Reputation: 1255
I sat up an AWS Deep Learning machine using the AMI. Now I'm trying to run the simple starter example from the TensorFlow
# Creates a graph.
a = tf.constant([1.0, 2.0, 3.0, 4.0, 5.0, 6.0], shape=[2, 3], name='a')
b = tf.constant([1.0, 2.0, 3.0, 4.0, 5.0, 6.0], shape=[3, 2], name='b')
c = tf.matmul(a, b)
# Creates a session with log_device_placement set to True.
sess = tf.Session(config=tf.ConfigProto(log_device_placement=True))
# Runs the op.
print(sess.run(c))
But it appears that my machine is not using my GPUs.

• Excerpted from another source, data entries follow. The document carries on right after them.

//! Raw record browser for operators.
//!
//! Routes answer 404 unless an admin token is configured, and 401 unless the
//! request carries it in the `x-admin-token` header.

use std::str::FromStr;

use axum::{
    extract::{Path, State},
    http::{HeaderMap, StatusCode},
    response::Json,
};
use common::ApiResponse;
use model::entities::{
    app_user, asset, asset_details, consumable, consumable_details, diy_project, home,
    home_user_connection, log, project_step, room, task,
};
use sea_orm::{DatabaseConnection, DbErr, EntityTrait, PrimaryKeyTrait};
use serde_json::Value;
use tracing::{info, instrument, warn};

use super::{HandlerError, internal_error};
use crate::schemas::{AppState, ErrorResponse};

pub const ADMIN_TOKEN_HEADER: &str = "x-admin-token";

#[derive(Debug, Clone, Copy, PartialEq, Eq)]
pub enum AdminEntity {
    AppUsers,
    Homes,
    HomeUserConnections,
    Rooms,
    AssetDetails,
    Assets,
    ConsumableDetails,
    Consumables,
    Tasks,
    Logs,
    DiyProjects,
    ProjectSteps,
}

impl FromStr for AdminEntity {
    type Err = ();

    fn from_str(s: &str) -> Result<Self, Self::Err> {
        Ok(match s {
            "app-users" => Self::AppUsers,
            "homes" => Self::Homes,
            "home-user-connections" => Self::HomeUserConnections,
            "rooms" => Self::Rooms,
            "asset-details" => Self::AssetDetails,
            "assets" => Self::Assets,
            "consumable-details" => Self::ConsumableDetails,
            "consumables" => Self::Consumables,
            "tasks" => Self::Tasks,
            "logs" => Self::Logs,
            "diy-projects" => Self::DiyProjects,
            "project-steps" => Self::ProjectSteps,
            _ => return Err(()),
        })
    }
}

fn not_found(message: impl Into<String>) -> HandlerError {
    (
        StatusCode::NOT_FOUND,
        Json(ErrorResponse::new("NOT_FOUND", message)),
    )
}

fn authorize(state: &AppState, headers: &HeaderMap) -> Result<(), HandlerError> {
    let Some(expected) = state.admin_token.as_deref() else {
        return Err(not_found("Not found"));
    };

    let given = headers
        .get(ADMIN_TOKEN_HEADER)
        .and_then(|value| value.to_str().ok());
    if given == Some(expected) {
        Ok(())
    } else {
        warn!("Rejected admin request with missing or wrong token");
        Err((
            StatusCode::UNAUTHORIZED,
            Json(ErrorResponse::new("ADMIN_TOKEN_REQUIRED", "Admin token required")),
        ))
    }
}

fn parse_entity(name: &str) -> Result<AdminEntity, HandlerError> {
    name.parse()
        .map_err(|_| not_found(format!("Unknown entity '{}'", name)))
}

fn parse_id(raw: &str) -> Result<i32, HandlerError> {
    raw.parse()
        .map_err(|_| not_found(format!("No record with id '{}'", raw)))
}

async fn list_json<E: EntityTrait>(db: &DatabaseConnection) -> Result<Vec<Value>, DbErr> {
    E::find().into_json().all(db).await
}

async fn get_json<E, K>(db: &DatabaseConnection, id: K) -> Result<Option<Value>, DbErr>
where
    E: EntityTrait,
    K: Into<<E::PrimaryKey as PrimaryKeyTrait>::ValueType>,
{
    E::find_by_id(id).into_json().one(db).await
}

async fn delete_json<E, K>(db: &DatabaseConnection, id: K) -> Result<u64, DbErr>
where
    E: EntityTrait,
    K: Into<<E::PrimaryKey as PrimaryKeyTrait>::ValueType>,
{
    Ok(E::delete_by_id(id).exec(db).await?.rows_affected)
}

/// List every record of an entity
#[utoipa::path(
    get,
    path = "/api/v1/admin/{entity}",
    tag = "admin",
    params(
        ("entity" = String, Path, description = "Entity name, e.g. homes or diy-projects"),
        ("x-admin-token" = String, Header, description = "Admin token")
    ),
    responses(
        (status = 200, description = "Records as raw JSON", body = ApiResponse<Vec<serde_json::Value>>),
        (status = 401, description = "Missing or wrong admin token", body = ErrorResponse),
        (status = 404, description = "Admin disabled or unknown entity", body = ErrorResponse)
    )
)]
#[instrument(skip(state, headers))]
pub async fn list_records(
    State(state): State<AppState>,
    headers: HeaderMap,
    Path(entity): Path<String>,
) -> Result<Json<ApiResponse<Vec<Value>>>, HandlerError> {
    authorize(&state, &headers)?;
    let db = &state.db;

    let records = match parse_entity(&entity)? {
        AdminEntity::AppUsers => list_json::<app_user::Entity>(db).await,
        AdminEntity::Homes => list_json::<home::Entity>(db).await,
        AdminEntity::HomeUserConnections => list_json::<home_user_connection::Entity>(db).await,
        AdminEntity::Rooms => list_json::<room::Entity>(db).await,
        AdminEntity::AssetDetails => list_json::<asset_details::Entity>(db).await,
        AdminEntity::Assets => list_json::<asset::Entity>(db).await,
        AdminEntity::ConsumableDetails => list_json::<consumable_details::Entity>(db).await,
        AdminEntity::Consumables => list_json::<consumable::Entity>(db).await,
        AdminEntity::Tasks => list_json::<task::Entity>(db).await,
        AdminEntity::Logs => list_json::<log::Entity>(db).await,
        AdminEntity::DiyProjects => list_json::<diy_project::Entity>(db).await,
        AdminEntity::ProjectSteps => list_json::<project_step::Entity>(db).await,
    }
    .map_err(|e| internal_error("Admin list failed", e))?;

    let message = format!("{} {} records", records.len(), entity);
    Ok(Json(ApiResponse::ok(records, message)))
}

/// Fetch one record. Users are addressed by username; connections have no
/// single id and can only be listed.
#[utoipa::path(
    get,
    path = "/api/v1/admin/{entity}/{id}",
    tag = "admin",
    params(
        ("entity" = String, Path, description = "Entity name"),
        ("id" = String, Path, description = "Record id, or username for app-users"),
        ("x-admin-token" = String, Header, description = "Admin token")
    ),
    responses(
        (status = 200, description = "Record as raw JSON", body = ApiResponse<serde_json::Value>),
        (status = 401, description = "Missing or wrong admin token", body = ErrorResponse),
        (status = 404, description = "Admin disabled, unknown entity or record", body = ErrorResponse)
    )
)]
#[instrument(skip(state, headers))]
pub async fn get_record(
    State(state): State<AppState>,
    headers: HeaderMap,
    Path((entity, id)): Path<(String, String)>,
) -> Result<Json<ApiResponse<Value>>, HandlerError> {
    authorize(&state, &headers)?;
    let db = &state.db;

    let record = match parse_entity(&entity)? {
        AdminEntity::AppUsers => get_json::<app_user::Entity, _>(db, id.clone()).await,
        AdminEntity::HomeUserConnections => {
            return Err(not_found("Connections can only be listed"));
        }
        AdminEntity::Homes => get_json::<home::Entity, _>(db, parse_id(&id)?).await,
        AdminEntity::Rooms => get_json::<room::Entity, _>(db, parse_id(&id)?).await,
        AdminEntity::AssetDetails => get_json::<asset_details::Entity, _>(db, parse_id(&id)?).await,
        AdminEntity::Assets => get_json::<asset::Entity, _>(db, parse_id(&id)?).await,
        AdminEntity::ConsumableDetails => {
            get_json::<consumable_details::Entity, _>(db, parse_id(&id)?).await
        }
        AdminEntity::Consumables => get_json::<consumable::Entity, _>(db, parse_id(&id)?).await,
        AdminEntity::Tasks => get_json::<task::Entity, _>(db, parse_id(&id)?).await,
        AdminEntity::Logs => get_json::<log::Entity, _>(db, parse_id(&id)?).await,
        AdminEntity::DiyProjects => get_json::<diy_project::Entity, _>(db, parse_id(&id)?).await,
        AdminEntity::ProjectSteps => get_json::<project_step::Entity, _>(db, parse_id(&id)?).await,
    }
    .map_err(|e| internal_error("Admin lookup failed", e))?
    .ok_or_else(|| not_found(format!("No {} record with id '{}'", entity, id)))?;

    Ok(Json(ApiResponse::ok(record, "Record retrieved successfully")))
}

/// Delete one record, cascading like any other delete
#[utoipa::path(
    delete,
    path = "/api/v1/admin/{entity}/{id}",
    tag = "admin",
    params(
        ("entity" = String, Path, description = "Entity name"),
        ("id" = String, Path, description = "Record id, or username for app-users"),
        ("x-admin-token" = String, Header, description = "Admin token")
    ),
    responses(
        (status = 204, description = "Record deleted"),
        (status = 401, description = "Missing or wrong admin token", body = ErrorResponse),
        (status = 404, description = "Admin disabled, unknown entity or record", body = ErrorResponse)
    )
)]
#[instrument(skip(state, headers))]
pub async fn delete_record(
    State(state): State<AppState>,
    headers: HeaderMap,
    Path((entity, id)): Path<(String, String)>,
) -> Result<StatusCode, HandlerError> {
    authorize(&state, &headers)?;
    let db = &state.db;

    let deleted = match parse_entity(&entity)? {
        AdminEntity::AppUsers => delete_json::<app_user::Entity, _>(db, id.clone()).await,
        AdminEntity::HomeUserConnections => {
            return Err(not_found("Connections can only be listed"));
        }
        AdminEntity::Homes => delete_json::<home::Entity, _>(db, parse_id(&id)?).await,
        AdminEntity::Rooms => delete_json::<room::Entity, _>(db, parse_id(&id)?).await,
        AdminEntity::AssetDetails => delete_json::<asset_details::Entity, _>(db, parse_id(&id)?).await,
        AdminEntity::Assets => delete_json::<asset::Entity, _>(db, parse_id(&id)?).await,
        AdminEntity::ConsumableDetails => {
            delete_json::<consumable_details::Entity, _>(db, parse_id(&id)?).await
        }
        AdminEntity::Consumables => delete_json::<consumable::Entity, _>(db, parse_id(&id)?).await,
        AdminEntity::Tasks => delete_json::<task::Entity, _>(db, parse_id(&id)?).await,
        AdminEntity::Logs => delete_json::<log::Entity, _>(db, parse_id(&id)?).await,
        AdminEntity::DiyProjects => delete_json::<diy_project::Entity, _>(db, parse_id(&id)?).await,
        AdminEntity::ProjectSteps => {
            delete_json::<project_step::Entity, _>(db, parse_id(&id)?).await
        }
    }
    .map_err(|e| internal_error("Admin delete failed", e))?;

    if deleted == 0 {
        return Err(not_found(format!("No {} record with id '{}'", entity, id)));
    }
    info!("Admin deleted {} {}", entity, id);
    Ok(StatusCode::NO_CONTENT)
}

MatMul_2: (MatMul): /job:localhost/replica:0/task:0/cpu:0 2017-07-09 00:51:03.830238: I tensorflow/core/common_runtime/simple_placer.cc:847] MatMul_2: (MatMul)/job:localhost/replica:0/task:0/cpu:0 MatMul_1: (MatMul): /job:localhost/replica:0/task:0/cpu:0 2017-07-09 00:51:03.830259: I tensorflow/core/common_runtime/simple_placer.cc:847] MatMul_1: (MatMul)/job:localhost/replica:0/task:0/cpu:0 MatMul: (MatMul): /job:localhost/replica:0/task:0/cpu:0 2017-07-09 00:51:03.830271: I tensorflow/core/common_runtime/simple_placer.cc:847] MatMul: (MatMul)/job:localhost/replica:0/task:0/cpu:0 b_2: (Const): /job:localhost/replica:0/task:0/cpu:0 2017-07-09 00:51:03.830283: I tensorflow/core/common_runtime/simple_placer.cc:847] b_2: (Const)/job:localhost/replica:0/task:0/cpu:0 a_2: (Const): /job:localhost/replica:0/task:0/cpu:0 2017-07-09 00:51:03.830312: I tensorflow/core/common_runtime/simple_placer.cc:847] a_2: (Const)/job:localhost/replica:0/task:0/cpu:0 b_1: (Const): /job:localhost/replica:0/task:0/cpu:0 2017-07-09 00:51:03.830324: I tensorflow/core/common_runtime/simple_placer.cc:847] b_1: (Const)/job:localhost/replica:0/task:0/cpu:0 a_1: (Const): /job:localhost/replica:0/task:0/cpu:0 2017-07-09 00:51:03.830337: I tensorflow/core/common_runtime/simple_placer.cc:847] a_1: (Const)/job:localhost/replica:0/task:0/cpu:0 b: (Const): /job:localhost/replica:0/task:0/cpu:0 2017-07-09 00:51:03.830348: I tensorflow/core/common_runtime/simple_placer.cc:847] b: (Const)/job:localhost/replica:0/task:0/cpu:0 a: (Const): /job:localhost/replica:0/task:0/cpu:0 2017-07-09 00:51:03.830358: I tensorflow/core/common_runtime/simple_placer.cc:847] a: (Const)/job:localhost/replica:0/task:0/cpu:0
If I try to manually specify GPU with with tf.device('/gpu:0'):
I get the following error:
InvalidArgumentError: Cannot assign a device for operation 'MatMul_3': Operation was explicitly assigned to /device:GPU:0 but available devices are [ /job:localhost/replica:0/task:0/cpu:0 ]. Make sure the device specification refers to a valid device. [[Node: MatMul_3 = MatMul[T=DT_FLOAT, transpose_a=false, transpose_b=false, _device="/device:GPU:0"](a_3, b_3)]]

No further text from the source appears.